Fitness of a genotype is defined as its reproduction rate in relation to
that of other genotypes.
It is difficult to identify genotypes for dominance due to less than 100%
heritability especially for quantitative character and as a result, selection
is expected to change gene frequencies rather than to eliminate one or
other allele.
Selection in a random mating population is highly effective in increasing
or decreasing the frequency of allele, but it is unable to either fix or
eliminate them.
However, in combination with a system of inbreeding, selection is highly
efficient in the fixation and elimination of an allele.
Most of the quantitative characters are of economic importance which are
governed by many genes. As these characters show a continuous
distribution, selection intensity is measured as the difference between
mean of the population and that of the selected individuals.
It is expressed in terms of K standard deviation units from which the
selection differential K is calculated. Value of K is related to the per
cent of extreme individuals saved.
4. Eg: When the extreme 5% of the population is saved, K=2.06.

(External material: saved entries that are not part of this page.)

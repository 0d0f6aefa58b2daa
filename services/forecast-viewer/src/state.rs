//! Application state and shared resources.

use std::sync::Arc;

use anyhow::Result;
use tokio::sync::Mutex;
use tracing::{info, warn};

use dataset_gateway::DatasetGateway;
use renderer::{BaseMap, MapRenderer, TextRenderer};

use crate::config::ViewerConfig;
use crate::metrics::MetricsCollector;

/// Shared application state.
///
/// The gateway sits behind an async mutex: one pipeline runs at a time, and
/// the per-run dataset cache lives inside it.
pub struct AppState {
    pub gateway: Mutex<DatasetGateway>,
    pub renderer: MapRenderer,
    pub config: ViewerConfig,
    pub metrics: Arc<MetricsCollector>,
}

impl AppState {
    /// State backed by NOMADS, with font and base map loaded from `config`.
    pub fn new(config: ViewerConfig) -> Result<Self> {
        let gateway = DatasetGateway::nomads(config.nomads.clone())?;
        let renderer = MapRenderer::new(load_font(&config), load_basemap(&config));
        Ok(Self::with_gateway(gateway, renderer, config))
    }

    pub fn with_gateway(
        gateway: DatasetGateway,
        renderer: MapRenderer,
        config: ViewerConfig,
    ) -> Self {
        Self {
            gateway: Mutex::new(gateway),
            renderer,
            config,
            metrics: Arc::new(MetricsCollector::new()),
        }
    }
}

fn load_font(config: &ViewerConfig) -> Option<TextRenderer> {
    if let Some(path) = config.font_path.as_ref() {
        match TextRenderer::from_file(path) {
            Ok(font) => {
                info!(path = %path.display(), "Font loaded");
                return Some(font);
            }
            Err(e) => {
                warn!(path = %path.display(), error = %e, "Font unavailable, using embedded font")
            }
        }
    }
    match TextRenderer::embedded() {
        Ok(font) => Some(font),
        Err(e) => {
            warn!(error = %e, "Embedded font unavailable, maps will have no text");
            None
        }
    }
}

fn load_basemap(config: &ViewerConfig) -> BaseMap {
    if let Some(path) = config.basemap_path.as_ref() {
        match BaseMap::from_file(path) {
            Ok(map) => {
                info!(
                    path = %path.display(),
                    land = map.land.len(),
                    borders = map.borders.len(),
                    "Base map loaded"
                );
                return map;
            }
            Err(e) => {
                warn!(path = %path.display(), error = %e, "Base map unavailable, using bundled map")
            }
        }
    }
    match BaseMap::bundled() {
        Ok(map) => map,
        Err(e) => {
            warn!(error = %e, "Bundled base map unavailable, drawing ocean only");
            BaseMap::empty()
        }
    }
}

#[cfg(test)]
mod tests {
    use super::*;
    use chrono::{TimeZone, Utc};
    use forecast_common::{ForecastStep, Parameter, Region};
    use renderer::{Color, MapFrame, PlotSpec, DEFAULT_SIZE};
    use test_utils::constant_field;

    #[test]
    fn test_default_config_draws_land_and_text() {
        let state = AppState::new(ViewerConfig::default()).unwrap();
        assert!(state.renderer.has_font());

        let region = Region::builtin("ntt").unwrap();
        let spec = Parameter::MeanSeaLevelPressure.spec(ForecastStep::new(0).unwrap());
        let field = constant_field("prmsl", &region.bbox, 1010.0);
        let valid = Utc.with_ymd_and_hms(2024, 3, 5, 6, 0, 0).unwrap();
        let plot = PlotSpec::configure(field, None, &spec, &region, &valid, DEFAULT_SIZE).unwrap();
        let img = state.renderer.render_image(&plot).unwrap();

        let frame = MapFrame::layout(plot.size, plot.extent, plot.colorbar.is_some());
        let timor = frame.to_pixel(124.5, -9.7);
        assert_eq!(
            img.get_pixel(timor.x as u32, timor.y as u32).0,
            Color::LIGHT_GRAY.to_rgba().0
        );

        let title_ink = (0..(frame.y0 as u32).saturating_sub(3))
            .flat_map(|y| (0..img.width()).map(move |x| (x, y)))
            .filter(|&(x, y)| img.get_pixel(x, y).0[0] < 128)
            .count();
        assert!(title_ink > 50);
    }

    #[test]
    fn test_bad_paths_fall_back_to_bundled_assets() {
        let config = ViewerConfig {
            font_path: Some("/nonexistent/font.ttf".into()),
            basemap_path: Some("/nonexistent/land.geojson".into()),
            ..ViewerConfig::default()
        };
        assert!(load_font(&config).is_some());
        assert!(!load_basemap(&config).is_empty());
    }
}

Selection of the extreme phonotype increases the frequency of
desirable alleles in the population.
It increases the frequency of desirable alleles and the frequency of
desirable genotypes will also increase new genotypes resulting in
producing more extreme genotypes.
Therefore, mean of the population will change under selection. Variance
may decrease to some extent, but selection will show continuous gain for
several generations
In case the quantitative character, it is governed by one or few genes with
large effect. The desirable genes may be fixed after some generation of
selection. So, gain under selection will continue for several generations,
but in the later generations, it will be small and discouraging.
Progress under selection is retarded by non-additive gene action, low
heritability and limit on permissible selection intensity.
Permissible selection intensity depends on fecundity i.e. reproductive
capacity of the species and the consideration of inbreeding.
Inbreeding should be kept to a low level to maintain heterozygosity and
to avoid inbreeding depression. So, selected plants shall be relatively
large and cannot be too small.
Breeder is interested in improvement more than one character.